On the Hasse-Arf property of local fields
Ioannis Tsouknidas
TL;DR
The paper investigates when a finite Galois totally ramified extension $F/K$ of complete DVRs has the Hasse-Arf property, i.e., integer upper-numbering ramification jumps. It develops necessary defining equations for $F$ in terms of ramification jumps and proves that the Hasse-Arf property is equivalent to these equations being extremely rigid.

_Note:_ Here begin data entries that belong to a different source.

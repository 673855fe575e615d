//! huffcode: compress files into self-describing Huffman containers.

mod config;
mod error;
mod input_gen;

use std::error::Error as StdError;
use std::path::Path;
use std::process::ExitCode;

use clap::Parser;
use huffcode_core::{
    compress, compress_str, decompress_to_string,
    framing::{decompress_frame, pack, peek_kind, unpack},
    frequency::FrequencyTable,
    stats::CompressionStats,
    CodeTable, Symbol, SymbolKind,
};
use tracing_subscriber::EnvFilter;

use config::{Alphabet, Args, Config, InputSource, Task};
use error::{AppError, AppResult};

fn main() -> ExitCode {
    let args = Args::parse();

    let filter = EnvFilter::try_from_default_env().unwrap_or_else(|_| EnvFilter::new(&args.log));
    tracing_subscriber::fmt()
        .with_env_filter(filter)
        .with_writer(std::io::stderr)
        .init();

    let config = match Config::from_args(args) {
        Ok(config) => config,
        Err(e) => {
            eprintln!("error: {}", e);
            return ExitCode::from(2);
        }
    };

    if config.print_config {
        config.print();
    }

    match run(&config) {
        Ok(()) => ExitCode::SUCCESS,
        Err(e) => {
            tracing::error!(error = %e, "run failed");
            eprintln!("error: {}", e);
            let mut source = e.source();
            while let Some(cause) = source {
                eprintln!("  caused by: {}", cause);
                source = cause.source();
            }
            ExitCode::FAILURE
        }
    }
}

fn run(config: &Config) -> AppResult<()> {
    match &config.task {
        Task::Compress {
            input,
            output,
            alphabet,
        } => {
            let stats = run_compress(input, output, *alphabet)?;
            if config.print_stats {
                stats.print_summary();
            }
        }
        Task::Decompress { input, output } => {
            let written = run_decompress(input, output)?;
            println!("Restored {} bytes to {}", written, output.display());
        }
        Task::Demo { texts } => {
            let texts: Vec<&str> = if texts.is_empty() {
                input_gen::DEMO_SAMPLES.to_vec()
            } else {
                texts.iter().map(String::as_str).collect()
            };
            for text in texts {
                run_demo(text, config.print_stats)?;
            }
        }
        Task::Table { input, alphabet } => print!("{}", run_table(input, *alphabet)?),
    }
    Ok(())
}

/// Load raw input bytes for a source.
fn load(source: &InputSource, alphabet: Alphabet) -> AppResult<Vec<u8>> {
    Ok(match source {
        InputSource::File(path) => std::fs::read(path).map_err(AppError::io("read", path))?,
        InputSource::Text(text) => text.clone().into_bytes(),
        InputSource::Sample { seed, size_bytes } => match alphabet {
            Alphabet::Bytes => input_gen::generate_sample_data(*seed, *size_bytes),
            Alphabet::Chars => input_gen::generate_sample_text(*seed, *size_bytes).into_bytes(),
        },
    })
}

fn to_chars(bytes: Vec<u8>) -> AppResult<Vec<char>> {
    Ok(String::from_utf8(bytes)?.chars().collect())
}

/// Compress a source into a container file.
fn run_compress(source: &InputSource, output: &Path, alphabet: Alphabet) -> AppResult<CompressionStats> {
    let bytes = load(source, alphabet)?;
    let (frame, stats) = match alphabet {
        Alphabet::Bytes => frame_symbols(&bytes)?,
        Alphabet::Chars => frame_symbols(&to_chars(bytes)?)?,
    };

    std::fs::write(output, &frame).map_err(AppError::io("write", output))?;
    tracing::info!(
        output = %output.display(),
        frame_bytes = frame.len(),
        symbols = stats.symbol_count,
        "wrote container"
    );
    Ok(stats)
}

fn frame_symbols<S: Symbol>(symbols: &[S]) -> AppResult<(Vec<u8>, CompressionStats)> {
    let (message, table) = compress(symbols)?;
    let stats = CompressionStats::from_input(symbols, &table, &message)?;
    Ok((pack(&message, &table, symbols.len())?, stats))
}

/// Restore a container file, returning the number of bytes written.
fn run_decompress(input: &Path, output: &Path) -> AppResult<usize> {
    let frame_bytes = std::fs::read(input).map_err(AppError::io("read", input))?;

    let restored = match peek_kind(&frame_bytes)? {
        SymbolKind::Byte => decompress_frame(&unpack::<u8>(&frame_bytes)?)?,
        SymbolKind::Char => decompress_frame(&unpack::<char>(&frame_bytes)?)?
            .into_iter()
            .collect::<String>()
            .into_bytes(),
    };

    std::fs::write(output, &restored).map_err(AppError::io("write", output))?;
    tracing::info!(output = %output.display(), bytes = restored.len(), "restored input");
    Ok(restored.len())
}

/// Show every stage for one text.
fn run_demo(text: &str, print_stats: bool) -> AppResult<()> {
    let (message, table) = compress_str(text)?;
    let decoded = decompress_to_string(&message, &table)?;

    println!("\n-----------------------------------------");
    println!("\nThe original sample reads:");
    println!("{}", text);
    println!("\nThe encoding table looks like:");
    print!("{}", table);
    println!("\nThe encoded bits ({} of them) read:", message.bit_len());
    println!("{}", message);
    println!("\nAfter decoding it reads:");
    println!("{}", decoded);

    if decoded != text {
        return Err(AppError::RoundTrip);
    }

    if print_stats {
        let symbols: Vec<char> = text.chars().collect();
        CompressionStats::from_input(&symbols, &table, &message)?.print_summary();
    }
    Ok(())
}

/// Render the code table for a source, with counts.
fn run_table(source: &InputSource, alphabet: Alphabet) -> AppResult<String> {
    let bytes = load(source, alphabet)?;
    match alphabet {
        Alphabet::Bytes => render_table(&bytes),
        Alphabet::Chars => render_table(&to_chars(bytes)?),
    }
}

fn render_table<S: Symbol>(symbols: &[S]) -> AppResult<String> {
    let freqs = FrequencyTable::count(symbols)?;
    let table = CodeTable::from_frequencies(&freqs)?;

    let mut out = String::new();
    for (symbol, code) in table.sorted() {
        out.push_str(&format!(
            "{:<12} {:>8}  {}\n",
            symbol.label(),
            freqs.get(&symbol),
            code
        ));
    }
    Ok(out)
}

Using Lucas's theorem and ramification-group theory, it shows that, for jumps prime to $p$, the condition reduces to the minimal-polynomial relation $f_i^{[F_{i+1}:F_i]}+ \ast = \kappa_i f_{i-1} + \ast$ with $\kappa_i \in K^\times$ for all $i>1$. The paper illustrates the theory with Witt-vector/Artin-Schreier-type constructions (e.g., Obus–Pries) to exhibit explicit ramification data and minimal-term behavior, bridging abstract criteria with concrete examples.
Abstract
Let $F/K$ be a finite Galois totally & wildly ramified extension of complete discrete valuation fields. We say that the extension has the Hasse-Arf property if the ramification jumps in upper numbering are integers. We give necessary defining equations for $F$ in terms of the ramification jumps. In order for the Hasse-Arf property to hold, these equations become very strict. We prove that the last assertion is an equivalence condition, thus in terms of these defining equations, the Hasse-Arf property becomes an equivalence condition.